This work is licensed under a Creative Commons Attribution-ShareAlike 4.0 International License (http://creativecommons.org/licenses/by-sa/4.0/).
The version of R used to make this document is 4.0.2.
The version of the rmarkdown
package used to make this document is 2.3.
The version of the parallel
package used to make this document is 4.0.2. This is a "recommended" package that is installed by default in every installation of R, so the package version goes with the R version.

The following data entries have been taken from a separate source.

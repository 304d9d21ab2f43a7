use sqlx::postgres::PgPoolOptions;
use std::sync::Arc;
use student_portal::{
    AppConfig, AppState, create_router,
    auth::hash_password,
    models::{LoginResponse, RosterPayload, Student},
    repository::{PostgresRepository, RepositoryState},
};
use tokio::net::TcpListener;
use uuid::Uuid;

#[derive(Debug)]
pub struct TestApp {
    pub address: String,
    pub pool: sqlx::PgPool,
}

/// Boots the full application against the configured database, or returns
/// None so the black-box tests skip cleanly without infrastructure.
async fn spawn_app() -> Option<TestApp> {
    dotenv::dotenv().ok();

    let Ok(db_url) = std::env::var("DATABASE_URL") else {
        eprintln!("skipping: DATABASE_URL not set");
        return None;
    };

    let pool = PgPoolOptions::new()
        .max_connections(5)
        .connect(&db_url)
        .await
        .expect("Failed to connect to Postgres in tests");

    sqlx::migrate!("./migrations")
        .run(&pool)
        .await
        .expect("Failed to run migrations in tests");

    let repo = Arc::new(PostgresRepository::new(pool.clone())) as RepositoryState;
    let mut config = AppConfig::default();
    config.db_url = db_url;

    let state = AppState { repo, config };
    let router = create_router(state);

    let listener = TcpListener::bind("127.0.0.1:0")
        .await
        .expect("Failed to bind port");
    let port = listener.local_addr().unwrap().port();
    let address = format!("http://127.0.0.1:{}", port);

    tokio::spawn(async move {
        axum::serve(listener, router).await.unwrap();
    });

    Some(TestApp { address, pool })
}

/// A client that does not chase redirects, so the 303 degradations are
/// observable as such.
fn client() -> reqwest::Client {
    reqwest::Client::builder()
        .redirect(reqwest::redirect::Policy::none())
        .build()
        .unwrap()
}

/// Seeds an admin account directly (roles are never reachable through the
/// HTTP surface) and returns its id for the local bypass header.
async fn seed_admin(pool: &sqlx::PgPool) -> Uuid {
    let username = format!("api-admin-{}", Uuid::new_v4().simple());
    let hash = hash_password("admin-test-password").unwrap();
    let id = Uuid::new_v4();

    sqlx::query("INSERT INTO users (id, username, password_hash, role) VALUES ($1, $2, $3, 'admin')")
        .bind(id)
        .bind(&username)
        .bind(&hash)
        .execute(pool)
        .await
        .expect("failed to seed admin");

    id
}

fn student_payload(student_id: i32, name: &str, major_id: Option<i32>) -> serde_json::Value {
    serde_json::json!({
        "student_id": student_id,
        "name": name,
        "gender": "female",
        "birthday": "2004-05-17",
        "age": 21,
        "major_id": major_id,
    })
}

fn unique_student_id() -> i32 {
    2_000_000 + (Uuid::new_v4().as_u128() % 900_000) as i32
}

#[tokio::test]
async fn test_health_check() {
    let Some(app) = spawn_app().await else { return };
    let response = client()
        .get(format!("{}/health", app.address))
        .send()
        .await
        .expect("req fail");
    assert!(response.status().is_success());
}

#[tokio::test]
async fn test_student_lifecycle_as_admin() {
    let Some(app) = spawn_app().await else { return };
    let client = client();
    let admin_id = seed_admin(&app.pool).await;

    let old_id = unique_student_id();
    let new_id = unique_student_id();

    // Create (local bypass header stands in for a full login in Env::Local).
    let response = client
        .post(format!("{}/new", app.address))
        .header("x-user-id", admin_id.to_string())
        .json(&student_payload(old_id, "Ada", None))
        .send()
        .await
        .unwrap();
    assert_eq!(response.status(), 201);
    let created: Student = response.json().await.unwrap();
    assert_eq!(created.student_id, old_id);

    // Immediately visible on the public roster.
    let roster: RosterPayload = client
        .get(format!("{}/", app.address))
        .send()
        .await
        .unwrap()
        .json()
        .await
        .unwrap();
    assert_eq!(
        roster
            .students
            .iter()
            .filter(|s| s.student_id == old_id)
            .count(),
        1
    );

    // Edit, renaming the primary key in the same call.
    let response = client
        .post(format!("{}/edit/{}", app.address, old_id))
        .header("x-user-id", admin_id.to_string())
        .json(&student_payload(new_id, "Ada Lovelace", None))
        .send()
        .await
        .unwrap();
    assert_eq!(response.status(), 200);

    let roster: RosterPayload = client
        .get(format!("{}/", app.address))
        .send()
        .await
        .unwrap()
        .json()
        .await
        .unwrap();
    assert!(roster.students.iter().all(|s| s.student_id != old_id));
    assert!(roster.students.iter().any(|s| s.student_id == new_id));

    // Delete via GET, as the roster links do.
    let response = client
        .get(format!("{}/delete/{}", app.address, new_id))
        .header("x-user-id", admin_id.to_string())
        .send()
        .await
        .unwrap();
    assert_eq!(response.status(), 204);

    // Deleting again stays a soft no-op.
    let response = client
        .get(format!("{}/delete/{}", app.address, new_id))
        .header("x-user-id", admin_id.to_string())
        .send()
        .await
        .unwrap();
    assert_eq!(response.status(), 204);
}

#[tokio::test]
async fn test_anonymous_mutation_is_unauthorized_and_browsers_get_redirected() {
    let Some(app) = spawn_app().await else { return };
    let client = client();

    // JSON client: bare 401 with the taxonomy body.
    let response = client
        .post(format!("{}/new", app.address))
        .json(&student_payload(unique_student_id(), "Ada", None))
        .send()
        .await
        .unwrap();
    assert_eq!(response.status(), 401);
    let body: serde_json::Value = response.json().await.unwrap();
    assert_eq!(body["code"], 401);
    assert_eq!(body["error"], "Unauthorized");

    // Browser client: degraded to a redirect toward the login page.
    let response = client
        .post(format!("{}/new", app.address))
        .header("accept", "text/html")
        .json(&student_payload(unique_student_id(), "Ada", None))
        .send()
        .await
        .unwrap();
    assert_eq!(response.status(), 303);
    assert_eq!(response.headers()["location"], "/login");
}

#[tokio::test]
async fn test_guest_account_cannot_mutate_and_logout_revokes_the_session() {
    let Some(app) = spawn_app().await else { return };
    let client = client();
    let username = format!("guest-{}", Uuid::new_v4().simple());

    // Register through the public surface.
    let response = client
        .post(format!("{}/register", app.address))
        .json(&serde_json::json!({
            "username": username,
            "password": "a-long-password",
            "confirm_password": "a-long-password",
        }))
        .send()
        .await
        .unwrap();
    assert_eq!(response.status(), 201);

    // Duplicate registration is rejected.
    let response = client
        .post(format!("{}/register", app.address))
        .json(&serde_json::json!({
            "username": username,
            "password": "another-long-password",
            "confirm_password": "another-long-password",
        }))
        .send()
        .await
        .unwrap();
    assert_eq!(response.status(), 400);

    // Login and obtain the bearer token.
    let response = client
        .post(format!("{}/login", app.address))
        .json(&serde_json::json!({
            "username": username,
            "password": "a-long-password",
        }))
        .send()
        .await
        .unwrap();
    assert_eq!(response.status(), 200);
    let login: LoginResponse = response.json().await.unwrap();

    // A guest session is authenticated but not authorized to mutate.
    let response = client
        .post(format!("{}/new", app.address))
        .bearer_auth(&login.token)
        .json(&student_payload(unique_student_id(), "Ada", None))
        .send()
        .await
        .unwrap();
    assert_eq!(response.status(), 403);

    // Logout destroys the session...
    let response = client
        .get(format!("{}/logout", app.address))
        .bearer_auth(&login.token)
        .send()
        .await
        .unwrap();
    assert_eq!(response.status(), 303);

    // ...so the same token now fails authentication, not authorization.
    let response = client
        .post(format!("{}/new", app.address))
        .bearer_auth(&login.token)
        .json(&student_payload(unique_student_id(), "Ada", None))
        .send()
        .await
        .unwrap();
    assert_eq!(response.status(), 401);
}

#[tokio::test]
async fn test_major_filter_and_unknown_major() {
    let Some(app) = spawn_app().await else { return };
    let client = client();

    // The seeded catalog is listed on the landing payload.
    let roster: RosterPayload = client
        .get(format!("{}/", app.address))
        .send()
        .await
        .unwrap()
        .json()
        .await
        .unwrap();
    assert!(!roster.majors.is_empty());

    let major_id = roster.majors[0].id;
    let response = client
        .get(format!("{}/major/{}", app.address, major_id))
        .send()
        .await
        .unwrap();
    assert_eq!(response.status(), 200);

    // A major id that does not exist at all is a 404, not an empty roster.
    let response = client
        .get(format!("{}/major/999999", app.address))
        .send()
        .await
        .unwrap();
    assert_eq!(response.status(), 404);
}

The example that we will use throughout this document is simulating the sampling distribution of the MLE for \(\text{Normal}(\theta, \theta^2)\) data.
# sample size
n <- 10
# simulation sample size
nsim <- 1e4
# true unknown parameter value
# of course in the simulation it is known, but we pretend we don't
# know it and estimate it
theta <- 1
doit <- function(estimator, seed = 42) {
set.seed(seed)
result <- double(nsim)
for (i in 1:nsim) {
x <- rnorm(n, theta, abs(theta))
result[i] <- estimator(x)
}
return(result)
}
mlogl <- function(theta, x) sum(- dnorm(x, theta, abs(theta), log = TRUE))
mle <- function(x) {
theta.start <- sign(mean(x)) * sd(x)
if (all(x == 0) || theta.start == 0)
return(0)
nout <- nlm(mlogl, theta.start, iterlim = 1000, x = x)
if (nout$code > 3)
return(NaN)
return(nout$estimate)
}
R function doit
simulates nsim
datasets, applies an estimator supplied as an argument to the function to each, and returns the vector of results.
R function mlogl
is minus the log likelihood of the model in question. We could easily change the code to do another model by changing only this function. (When the code mimics the math, the design is usually good.)
R function mle
calculates the estimator by calling R function nlm
to minimize mlogl
. The starting value sign(mean(x)) * sd(x)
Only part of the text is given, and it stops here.